• EXERCISE MATERIAL:
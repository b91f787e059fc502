use backoffice_core::{
    apply, paginate, CanonicalItem, FilterCriteria, ItemType, Owner, PageSpec, SortDirection,
    SortKey, SortSpec, StatusFilter, TypeFilter,
};
use chrono::{TimeZone, Utc};
use pretty_assertions::assert_eq;

fn item(id: &str, title: &str) -> CanonicalItem {
    CanonicalItem::new(id, title, ItemType::Product)
}

fn ids(items: &[CanonicalItem]) -> Vec<&str> {
    items.iter().map(|item| item.id.as_str()).collect()
}

fn numbered(count: usize) -> Vec<CanonicalItem> {
    (1..=count)
        .map(|n| item(&format!("id-{n}"), &format!("Item {n}")))
        .collect()
}

#[test]
fn search_is_case_insensitive_substring() {
    let items = vec![item("1", "Lamp"), item("2", "Desk"), item("3", "lampshade")];
    let criteria = FilterCriteria {
        search_text: "lamp".to_string(),
        ..FilterCriteria::default()
    };

    let result = apply(&items, &criteria, None);

    assert_eq!(ids(&result), vec!["1", "3"]);
}

#[test]
fn search_covers_description_category_and_owner() {
    let mut by_description = item("1", "A");
    by_description.description = "Solid OAK wood".to_string();
    let mut by_category = item("2", "B");
    by_category.category = Some("Oak furniture".to_string());
    let mut by_owner = item("3", "C");
    by_owner.owner = Some(Owner {
        name: "Mr Oakley".to_string(),
        is_professional: false,
    });
    let unrelated = item("4", "D");
    let items = vec![by_description, by_category, by_owner, unrelated];

    let criteria = FilterCriteria {
        search_text: "  oak ".to_string(),
        ..FilterCriteria::default()
    };

    assert_eq!(ids(&apply(&items, &criteria, None)), vec!["1", "2", "3"]);
}

#[test]
fn all_dimensions_must_match() {
    let mut donation = CanonicalItem::new("d", "Lamp", ItemType::Donation);
    donation.status = "published".to_string();
    let mut product = item("p", "Lamp");
    product.status = "published".to_string();
    let pending = CanonicalItem::new("q", "Lamp", ItemType::Donation);
    let items = vec![donation, product, pending];

    let criteria = FilterCriteria {
        search_text: "lamp".to_string(),
        type_filter: TypeFilter::Only(ItemType::Donation),
        status_filter: StatusFilter::Only("published".to_string()),
    };

    assert_eq!(ids(&apply(&items, &criteria, None)), vec!["d"]);
    assert!(!criteria.is_empty());
    assert!(FilterCriteria::default().is_empty());
}

#[test]
fn no_sort_keeps_input_order_and_input_untouched() {
    let items = vec![item("b", "Zeta"), item("a", "Alpha")];
    let before = items.clone();

    let result = apply(&items, &FilterCriteria::default(), None);

    assert_eq!(result, before);
    assert_eq!(items, before);
}

#[test]
fn string_sort_ignores_case() {
    let items = vec![item("1", "banana"), item("2", "Apple"), item("3", "cherry")];

    let asc = apply(&items, &FilterCriteria::default(), Some(&SortSpec::ascending(SortKey::Title)));
    let desc = apply(&items, &FilterCriteria::default(), Some(&SortSpec::descending(SortKey::Title)));

    assert_eq!(ids(&asc), vec!["2", "1", "3"]);
    assert_eq!(ids(&desc), vec!["3", "1", "2"]);
}

#[test]
fn sort_is_stable_for_equal_keys() {
    let mut items = Vec::new();
    for (id, status) in [("1", "b"), ("2", "a"), ("3", "b"), ("4", "a"), ("5", "b")] {
        let mut entry = item(id, "same");
        entry.status = status.to_string();
        items.push(entry);
    }

    let by_title = apply(&items, &FilterCriteria::default(), Some(&SortSpec::ascending(SortKey::Title)));
    assert_eq!(ids(&by_title), vec!["1", "2", "3", "4", "5"]);

    let by_status = apply(&items, &FilterCriteria::default(), Some(&SortSpec::ascending(SortKey::Status)));
    assert_eq!(ids(&by_status), vec!["2", "4", "1", "3", "5"]);

    let by_status_desc = apply(
        &items,
        &FilterCriteria::default(),
        Some(&SortSpec::descending(SortKey::Status)),
    );
    assert_eq!(ids(&by_status_desc), vec!["1", "3", "5", "2", "4"]);
}

#[test]
fn missing_values_sort_last_in_both_directions() {
    let mut cheap = item("cheap", "x");
    cheap.price = Some(5.0);
    let mut dear = item("dear", "x");
    dear.price = Some(50.0);
    let free = item("unknown", "x");
    let items = vec![free, dear, cheap];

    for (direction, expected) in [
        (SortDirection::Ascending, vec!["cheap", "dear", "unknown"]),
        (SortDirection::Descending, vec!["dear", "cheap", "unknown"]),
    ] {
        let sort = SortSpec {
            key: SortKey::Price,
            direction,
        };
        let result = apply(&items, &FilterCriteria::default(), Some(&sort));
        assert_eq!(ids(&result), expected);
    }
}

#[test]
fn timestamps_sort_chronologically() {
    let mut old = item("old", "x");
    old.created_at = Some(Utc.with_ymd_and_hms(2023, 12, 31, 23, 0, 0).unwrap());
    let mut new = item("new", "x");
    new.created_at = Some(Utc.with_ymd_and_hms(2024, 1, 1, 0, 0, 0).unwrap());
    let undated = item("undated", "x");
    let items = vec![undated, new, old];

    let result = apply(
        &items,
        &FilterCriteria::default(),
        Some(&SortSpec::descending(SortKey::CreatedAt)),
    );

    assert_eq!(ids(&result), vec!["new", "old", "undated"]);
}

#[test]
fn applying_twice_is_idempotent() {
    let mut items = numbered(12);
    for (n, entry) in items.iter_mut().enumerate() {
        entry.status = if n % 3 == 0 { "blocked" } else { "active" }.to_string();
        entry.price = (n % 4 != 0).then_some((n * 7 % 5) as f64);
    }
    let criteria = FilterCriteria {
        search_text: "item 1".to_string(),
        status_filter: StatusFilter::Only("active".to_string()),
        ..FilterCriteria::default()
    };
    let sort = SortSpec::descending(SortKey::Price);

    let once = apply(&items, &criteria, Some(&sort));
    let twice = apply(&once, &criteria, Some(&sort));

    assert_eq!(once, twice);
}

#[test]
fn twenty_five_items_make_three_pages() {
    let items = numbered(25);

    let first = paginate(&items, PageSpec::new(1, 10));
    let third = paginate(&items, PageSpec::new(3, 10));

    assert_eq!(first.items.len(), 10);
    assert_eq!(first.total_pages, 3);
    assert_eq!(third.items.len(), 5);
    assert_eq!(third.items[0].id, "id-21");
}

#[test]
fn pages_cover_the_list_exactly_once() {
    for (len, size) in [(0, 3), (1, 1), (7, 3), (9, 3), (25, 10), (4, 10)] {
        let items = numbered(len);
        let total = paginate(&items, PageSpec::new(1, size)).total_pages;
        let rebuilt: Vec<CanonicalItem> = (1..=total)
            .flat_map(|page| paginate(&items, PageSpec::new(page, size)).items.to_vec())
            .collect();
        assert_eq!(rebuilt, items, "len={len} size={size}");
    }
}

#[test]
fn out_of_range_pages_are_clamped() {
    let items = numbered(5);

    let beyond = paginate(&items, PageSpec::new(9, 2));
    assert_eq!(beyond.clamped_page, 3);
    assert_eq!(ids(beyond.items), vec!["id-5"]);

    let empty: Vec<CanonicalItem> = Vec::new();
    let page = paginate(&empty, PageSpec::new(4, 10));
    assert_eq!(page.total_pages, 1);
    assert_eq!(page.clamped_page, 1);
    assert!(page.items.is_empty());
}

• EXERCISE OBJECTIVE: Look through the entries and return each line that has the word "free" in it.

• TASK OUTPUT:
    let free = item("unknown", "x");
    let items = vec![free, dear, cheap];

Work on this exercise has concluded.